Adam
The Wisdom of the Prophets, by Muhyiddin Ibn ‘Arabi
From the chapter ‘Of the Divine Wisdom (al-hikmat al-‘ilahiyah) in the Word of Adam’
GOD (al-haqq) wanted to see the essences (al-a’yan) [1] of His most perfect Names (al-asmâ al-husnâ) whose number is infinite – and if you like you can equally well say: God wanted to see His own Essence (‘ayn) [2] in one global object (kawn) which having been blessed with existence (al-wujûd) [3] summarized the Divine Order (al-amr) [4] so that there He could manifest His mystery (sirr) to Himself. [5]
For the vision (ru’ya’) [6] that a being [7] has of himself in himself is not the same as that which another reality procures for him, and which he uses for himself as a mirror: in this he manifests himself to his self in the form which results from the ‘place’ of the vision; this would not exist without the ‘plane of reflection’ and the ray which is reflected therein.
God first created the entire world as something amorphous [8] and without grace, [9] comparable to a mirror not yet polished [10] but it is a rule in the Divine activity to prepare no ‘place’ without it receiving a Divine spirit as is explained (in the Koran) by the blowing of the Divine spirit into Adam [11] and this is none other (from a complementary point of view to the former), than the actualization of the aptitude (al-isti’dâd) which such a form possesses, having already the predisposition for it, to receive the inexhaustible effusion (al-fayd) [12] of the essential revelation (at-tajallî). [13]

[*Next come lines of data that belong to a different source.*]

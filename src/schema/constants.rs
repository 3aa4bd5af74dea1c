/// mzblank feature file format version - follows semantic versioning
pub const MZBLANK_FORMAT_VERSION: &str = "1.0.0";

/// File extension for persisted feature maps
pub const FEATURE_MAP_EXTENSION: &str = ".features.parquet";

/// Metadata key for format version in Parquet footer
pub const KEY_FORMAT_VERSION: &str = "mzblank:format_version";

/// Metadata key for source file information
pub const KEY_SOURCE_FILE: &str = "mzblank:source_file";

/// Metadata key for data processing history
pub const KEY_PROCESSING_HISTORY: &str = "mzblank:processing_history";

/// Metadata key for write timestamp
pub const KEY_CREATED: &str = "mzblank:created";

/// Metadata key for writing software info
pub const KEY_SOFTWARE: &str = "mzblank:software";
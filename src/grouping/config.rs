use serde::{Deserialize, Serialize};

use super::GroupingError;

/// Unit of the m/z tolerance
#[derive(Debug, Clone, Copy, Default, PartialEq, Eq, Serialize, Deserialize)]
#[serde(rename_all = "lowercase")]
pub enum MzUnit {
    /// Parts per million of the seed m/z
    #[default]
    Ppm,
    /// Absolute Dalton
    Da,
}

/// Which charge states may be linked together
#[derive(Debug, Clone, Copy, Default, PartialEq, Eq, Serialize, Deserialize)]
#[serde(rename_all = "snake_case")]
pub enum ChargeMerging {
    /// Only identical charges
    Identical,
    /// Identical charges, or either charge unknown (0)
    #[default]
    WithChargeZero,
    /// Any charges
    Any,
}

impl ChargeMerging {
    /// Whether two features with these charges may be linked
    pub fn compatible(self, a: i32, b: i32) -> bool {
        match self {
            ChargeMerging::Identical => a == b,
            ChargeMerging::WithChargeZero => a == b || a == 0 || b == 0,
            ChargeMerging::Any => true,
        }
    }
}

/// Parameters for nearest-neighbor feature grouping
#[derive(Debug, Clone, PartialEq, Serialize, Deserialize)]
pub struct GroupingConfig {
    /// Maximum m/z distance between linked features
    pub mz_tol: f64,

    /// Unit of `mz_tol`
    pub mz_unit: MzUnit,

    /// Maximum retention time distance between linked features, in seconds
    pub rt_tol: f64,

    /// Charge compatibility rule
    pub charge_merging: ChargeMerging,
}

impl Default for GroupingConfig {
    fn default() -> Self {
        Self {
            mz_tol: 10.0,
            mz_unit: MzUnit::Ppm,
            rt_tol: 100.0,
            charge_merging: ChargeMerging::WithChargeZero,
        }
    }
}

impl GroupingConfig {
    /// Check that both tolerances are finite and positive
    pub fn validate(&self) -> Result<(), GroupingError> {
        for (name, value) in [("m/z", self.mz_tol), ("RT", self.rt_tol)] {
            if !value.is_finite() || value <= 0.0 {
                return Err(GroupingError::InvalidTolerance { name, value });
            }
        }
        Ok(())
    }

    /// Absolute m/z half-window around `mz`
    pub fn mz_window(&self, mz: f64) -> f64 {
        match self.mz_unit {
            MzUnit::Ppm => mz.abs() * self.mz_tol * 1e-6,
            MzUnit::Da => self.mz_tol,
        }
    }
}
use super::*;
use std::collections::HashMap;

const SAMPLE_SHEET: &str = "filename\tATTRIBUTE_Sample_Type\tATTRIBUTE_Treatment
blank_01.mzML\tBlank\t
control_01.mzML\tSample\tcontrol
treated_01.mzML\tsample\ttreated
pool_01.mzML\tQC\t
extra.mzML\t\t";

#[test]
fn test_sample_sheet_parsing() {
    let reader = std::io::Cursor::new(SAMPLE_SHEET);
    let sheet = SampleSheet::from_reader(reader).unwrap();

    assert_eq!(sheet.len(), 5);
    assert_eq!(sheet.entries[0].sample_type, SampleType::Blank);
    assert_eq!(sheet.entries[2].sample_type, SampleType::Sample);
    assert_eq!(sheet.entries[3].sample_type, SampleType::Pool);
    assert_eq!(sheet.entries[4].sample_type, SampleType::Unspecified);
    assert_eq!(
        sheet.entries[1].attributes.get("attribute_treatment"),
        Some(&"control".to_string())
    );
}

#[test]
fn test_sample_sheet_blanks() {
    let sheet = SampleSheet::from_reader(std::io::Cursor::new(SAMPLE_SHEET)).unwrap();
    assert_eq!(sheet.blanks(), vec!["blank_01.mzML".to_string()]);
}

#[test]
fn test_sample_sheet_plain_type_header() {
    let tsv = "filename\tSample_Type\ns1.mzML\tSample\nb1.mzML\tBLANK\n";
    let sheet = SampleSheet::from_reader(std::io::Cursor::new(tsv)).unwrap();
    assert_eq!(sheet.blanks(), vec!["b1.mzML".to_string()]);
}

#[test]
fn test_sample_sheet_missing_type_column() {
    let tsv = "filename\tcondition\ns1.mzML\tA\n";
    let result = SampleSheet::from_reader(std::io::Cursor::new(tsv));
    assert!(matches!(result, Err(MetadataError::MissingColumn(_))));
}

#[test]
fn test_sample_type_other_is_verbatim() {
    assert_eq!(
        SampleType::parse(" Standard "),
        SampleType::Other("Standard".to_string())
    );
}

#[test]
fn test_processing_history_record_orders_steps() {
    let mut history = ProcessingHistory::new();
    history.record("feature detection", HashMap::new());

    let mut params = HashMap::new();
    params.insert("cutoff".to_string(), "0.3".to_string());
    history.record("blank removal", params);

    assert_eq!(history.steps.len(), 2);
    assert_eq!(history.steps[1].order, 2);
    let step = history.last_of_type("blank removal").unwrap();
    assert_eq!(step.parameters.get("cutoff"), Some(&"0.3".to_string()));
    assert_eq!(step.software, "mzblank");
}

#[test]
fn test_map_metadata_parquet_roundtrip() {
    let mut metadata = FeatureMapMetadata::new("sample1.mzML");
    metadata.source_file.path = Some("/data/sample1.mzML".to_string());
    metadata.processing_history.record("feature detection", HashMap::new());

    let kv = metadata.to_parquet_metadata().unwrap();
    assert!(kv.contains_key(crate::schema::KEY_CREATED));

    let restored = FeatureMapMetadata::from_parquet_metadata(&kv).unwrap();
    assert_eq!(restored, metadata);
}

#[test]
fn test_map_metadata_missing_keys_default() {
    let restored = FeatureMapMetadata::from_parquet_metadata(&HashMap::new()).unwrap();
    assert!(restored.source_file.name.is_empty());
    assert!(restored.processing_history.steps.is_empty());
}
use super::*;
use crate::consensus::{ColumnHeader, ConsensusFeature, ConsensusMap, FeatureHandle};
use crate::feature::{Feature, FeatureMap};
use crate::grouping::{FeatureGrouper, GroupingError, NearestNeighborGrouper};
use std::collections::{BTreeMap, HashSet};
use tempfile::tempdir;

/// Groups features with bit-identical m/z, ignoring retention time
struct ExactMzGrouper;

impl FeatureGrouper for ExactMzGrouper {
    fn group(&self, maps: &[FeatureMap]) -> Result<ConsensusMap, GroupingError> {
        if maps.len() < self.min_maps() {
            return Err(GroupingError::TooFewMaps {
                required: self.min_maps(),
                found: maps.len(),
            });
        }

        let mut groups: BTreeMap<u64, Vec<FeatureHandle>> = BTreeMap::new();
        for (map_index, map) in maps.iter().enumerate() {
            for f in &map.features {
                groups.entry(f.mz.to_bits()).or_default().push(FeatureHandle {
                    map_index,
                    feature_id: f.id,
                    rt: f.rt,
                    mz: f.mz,
                    intensity: f.intensity,
                    charge: f.charge,
                });
            }
        }

        let features = groups
            .into_values()
            .enumerate()
            .map(|(i, handles)| ConsensusFeature {
                id: 1000 + i as u64,
                rt: handles[0].rt,
                mz: handles[0].mz,
                intensity: handles[0].intensity,
                charge: 0,
                quality: 1.0,
                handles,
            })
            .collect();

        Ok(ConsensusMap {
            column_headers: maps
                .iter()
                .map(|m| ColumnHeader {
                    filename: m.source_file().to_string(),
                    size: m.len(),
                })
                .collect(),
            features,
        })
    }
}

struct FailingGrouper;

impl FeatureGrouper for FailingGrouper {
    fn group(&self, _maps: &[FeatureMap]) -> Result<ConsensusMap, GroupingError> {
        Err(GroupingError::InvalidTolerance {
            name: "rt_tol",
            value: -1.0,
        })
    }
}

/// One map holding one feature per `(id, mz, intensity)` triple
fn map(name: &str, features: &[(u64, f64, f64)]) -> FeatureMap {
    FeatureMap::with_features(
        name,
        features
            .iter()
            .map(|&(id, mz, intensity)| Feature::new(id, 100.0, mz, intensity))
            .collect(),
    )
}

fn filter() -> BlankFilter<ExactMzGrouper> {
    BlankFilter::new(ExactMzGrouper, BlankFilterConfig::default())
}

fn ids(map: &FeatureMap) -> HashSet<u64> {
    map.feature_ids()
}

#[test]
fn test_blank_ratio() {
    assert_eq!(blank_ratio(Some(5.0), Some(110.0)), Some(6.0 / 111.0));
    assert_eq!(blank_ratio(Some(0.0), Some(0.0)), Some(1.0));
    assert_eq!(blank_ratio(None, Some(10.0)), None);
    assert_eq!(blank_ratio(Some(10.0), None), None);
    assert_eq!(blank_ratio(Some(f64::NAN), Some(1.0)), None);
}

#[test]
fn test_partition_mean_policies() {
    let row = [Some(10.0), None, Some(20.0)];

    assert_eq!(partition_mean(&row, &[0, 2], MissingValues::Propagate), Some(15.0));
    assert_eq!(partition_mean(&row, &[0, 1], MissingValues::Propagate), None);
    assert_eq!(partition_mean(&row, &[], MissingValues::Propagate), None);

    assert_eq!(partition_mean(&row, &[0, 1], MissingValues::Zero), Some(5.0));
    assert_eq!(partition_mean(&row, &[], MissingValues::Zero), Some(0.0));
}

#[test]
fn test_partition_excludes_padding_columns() {
    let blanks = BlankSet::new(["blank"]);
    let partition = Partition::from_columns(
        &["s1.mzML", "blank.mzML", SYNTHETIC_MAP_NAME],
        2,
        &blanks,
    );

    assert_eq!(partition.sample_columns, vec![0]);
    assert_eq!(partition.blank_columns, vec![1]);
}

#[test]
fn test_blank_set_matches_by_stem() {
    let blanks = BlankSet::new(["blank1", "/runs/blank2.mzML"]);

    assert!(blanks.contains("blank1.mzML"));
    assert!(blanks.contains("/data/blank1.mzML"));
    assert!(blanks.contains("blank2"));
    assert!(!blanks.contains("sample1.mzML"));
    assert_eq!(blanks.stems(), vec!["blank1", "blank2"]);
}

#[test]
fn test_unmatched_blanks() {
    let maps = vec![map("s1.mzML", &[]), map("/runs/blank_01.mzML", &[])];
    let blanks = BlankSet::new(["blank_01", "blank_1", "blank_02.mzML"]);

    assert_eq!(blanks.unmatched(&maps), vec!["blank_02", "blank_1"]);
    assert!(BlankSet::new(["blank_01.mzML"]).unmatched(&maps).is_empty());
}

#[test]
fn test_misspelled_blank_deletes_nothing() -> Result<(), BlankError> {
    let maps = vec![
        map("s1.mzML", &[(1, 200.0, 100.0)]),
        map("blank_01.mzML", &[(2, 200.0, 1.0)]),
    ];

    let plan = filter().plan(&maps, &BlankSet::new(["blank_1"]))?;

    assert!(plan.deletions.is_empty());
    assert_eq!(plan.stats.unscored_rows, 1);
    assert!(plan.retained.iter().all(FeatureMap::is_empty));
    Ok(())
}

#[test]
fn test_low_blank_feature_is_kept() -> Result<(), BlankError> {
    let maps = vec![
        map("s1.mzML", &[(1, 200.0, 100.0)]),
        map("s2.mzML", &[(2, 200.0, 120.0)]),
        map("s3.mzML", &[(3, 200.0, 110.0)]),
        map("blank.mzML", &[(4, 200.0, 5.0)]),
    ];

    let plan = filter().plan(&maps, &BlankSet::new(["blank.mzML"]))?;

    assert_eq!(plan.scores.len(), 1);
    let score = &plan.scores[0];
    assert_eq!(score.avg_sample, Some(110.0));
    assert_eq!(score.avg_blank, Some(5.0));
    assert!((score.ratio.unwrap() - 6.0 / 111.0).abs() < 1e-12);
    assert!(score.is_real);

    assert_eq!(plan.deletions, vec!["blank.mzML".to_string()]);
    assert_eq!(plan.retained.len(), 3);
    for retained in &plan.retained {
        assert_eq!(retained.len(), 1);
    }
    Ok(())
}

#[test]
fn test_blank_dominated_feature_is_removed() -> Result<(), BlankError> {
    let maps = vec![
        map("s1.mzML", &[(1, 200.0, 10.0)]),
        map("s2.mzML", &[(2, 200.0, 8.0)]),
        map("s3.mzML", &[(3, 200.0, 9.0)]),
        map("blank.mzML", &[(4, 200.0, 50.0)]),
    ];

    let plan = filter().plan(&maps, &BlankSet::new(["blank"]))?;

    assert_eq!(plan.scores[0].ratio, Some(51.0 / 10.0));
    assert!(!plan.scores[0].is_real);
    assert!(plan.keep_ids.is_empty());
    assert!(plan.retained.iter().all(FeatureMap::is_empty));
    assert_eq!(plan.stats.background_rows, 1);
    Ok(())
}

#[test]
fn test_cutoff_is_strict() -> Result<(), BlankError> {
    // ratio = (2 + 1) / (9 + 1) = 0.3
    let maps = vec![
        map("s1.mzML", &[(1, 200.0, 9.0)]),
        map("blank.mzML", &[(2, 200.0, 2.0)]),
    ];

    let plan = filter().plan(&maps, &BlankSet::new(["blank"]))?;
    assert!(!plan.scores[0].is_real);

    let lenient = BlankFilter::new(ExactMzGrouper, BlankFilterConfig::with_cutoff(0.31));
    assert!(lenient.plan(&maps, &BlankSet::new(["blank"]))?.scores[0].is_real);
    Ok(())
}

#[test]
fn test_missing_coverage_is_never_real() -> Result<(), BlankError> {
    // 300.0 is absent from the blank, 400.0 from s2
    let maps = vec![
        map("s1.mzML", &[(1, 200.0, 1e6), (2, 300.0, 1e6), (3, 400.0, 1e6)]),
        map("s2.mzML", &[(4, 200.0, 1e6), (5, 300.0, 1e6)]),
        map("blank.mzML", &[(6, 200.0, 10.0), (7, 400.0, 10.0)]),
    ];

    let plan = filter().plan(&maps, &BlankSet::new(["blank"]))?;

    assert_eq!(plan.stats.consensus_rows, 3);
    assert_eq!(plan.stats.real_rows, 1);
    assert_eq!(plan.stats.unscored_rows, 2);
    assert_eq!(plan.keep_ids, [1, 4, 6].into_iter().collect());
    assert_eq!(ids(&plan.retained[0]), [1].into_iter().collect());
    assert_eq!(ids(&plan.retained[1]), [4].into_iter().collect());
    Ok(())
}

#[test]
fn test_zero_policy_scores_missing_coverage() -> Result<(), BlankError> {
    let maps = vec![
        map("s1.mzML", &[(1, 200.0, 1e6), (2, 300.0, 1e6), (3, 400.0, 1e6)]),
        map("s2.mzML", &[(4, 200.0, 1e6), (5, 300.0, 1e6)]),
        map("blank.mzML", &[(6, 200.0, 10.0), (7, 400.0, 10.0)]),
    ];
    let config = BlankFilterConfig {
        missing_values: MissingValues::Zero,
        ..Default::default()
    };

    let plan = BlankFilter::new(ExactMzGrouper, config).plan(&maps, &BlankSet::new(["blank"]))?;

    assert_eq!(plan.stats.real_rows, 3);
    assert_eq!(plan.stats.unscored_rows, 0);
    assert_eq!(ids(&plan.retained[0]), [1, 2, 3].into_iter().collect());
    assert_eq!(ids(&plan.retained[1]), [4, 5].into_iter().collect());
    Ok(())
}

#[test]
fn test_retained_ids_are_file_ids_intersect_keep_set() -> Result<(), BlankError> {
    let maps = vec![
        map("s1.mzML", &[(1, 200.0, 500.0), (2, 250.0, 3.0)]),
        map("s2.mzML", &[(3, 200.0, 700.0), (4, 250.0, 2.0)]),
        map("blank.mzML", &[(5, 200.0, 1.0), (6, 250.0, 40.0)]),
    ];

    let plan = filter().plan(&maps, &BlankSet::new(["blank"]))?;

    for (input, retained) in maps.iter().zip(&plan.retained) {
        let expected: HashSet<u64> = ids(input).intersection(&plan.keep_ids).copied().collect();
        assert_eq!(ids(retained), expected);
    }
    assert_eq!(plan.stats.features_before, 4);
    assert_eq!(plan.stats.features_after, 2);
    Ok(())
}

#[test]
fn test_only_blanks_are_deleted() -> Result<(), BlankError> {
    let maps = vec![
        map("blank_a.mzML", &[(1, 200.0, 1.0)]),
        map("s1.mzML", &[(2, 200.0, 100.0)]),
        map("blank_b.mzML", &[(3, 200.0, 1.0)]),
        map("s2.mzML", &[]),
    ];

    let plan = filter().plan(&maps, &BlankSet::new(["blank_a", "blank_b", "absent"]))?;

    assert_eq!(plan.deletions, vec!["blank_a.mzML", "blank_b.mzML"]);
    let retained: Vec<&str> = plan.retained.iter().map(|m| m.source_file()).collect();
    assert_eq!(retained, vec!["s1.mzML", "s2.mzML"]);
    Ok(())
}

There is not then (apart from the Divine Reality) other than one pure receptacle (qâbil) [14] but this receptacle itself comes from the Holy Effusion (al-fayd al-aqdas) (that is to say from the principial manifestation, meta-cosmic, where the ‘immutable Essences’ are Divinely ‘conceived’ before their apparent projection in the relative existence). [15] For, the entire reality (al-amr) [16] from its beginning to its end comes from God alone, and it is to Him that it returns. [17] So, then, the Divine Order required the clarification of the nrirror of the world; and Adam became the light itself of this mirror and the spirit of this form. [18]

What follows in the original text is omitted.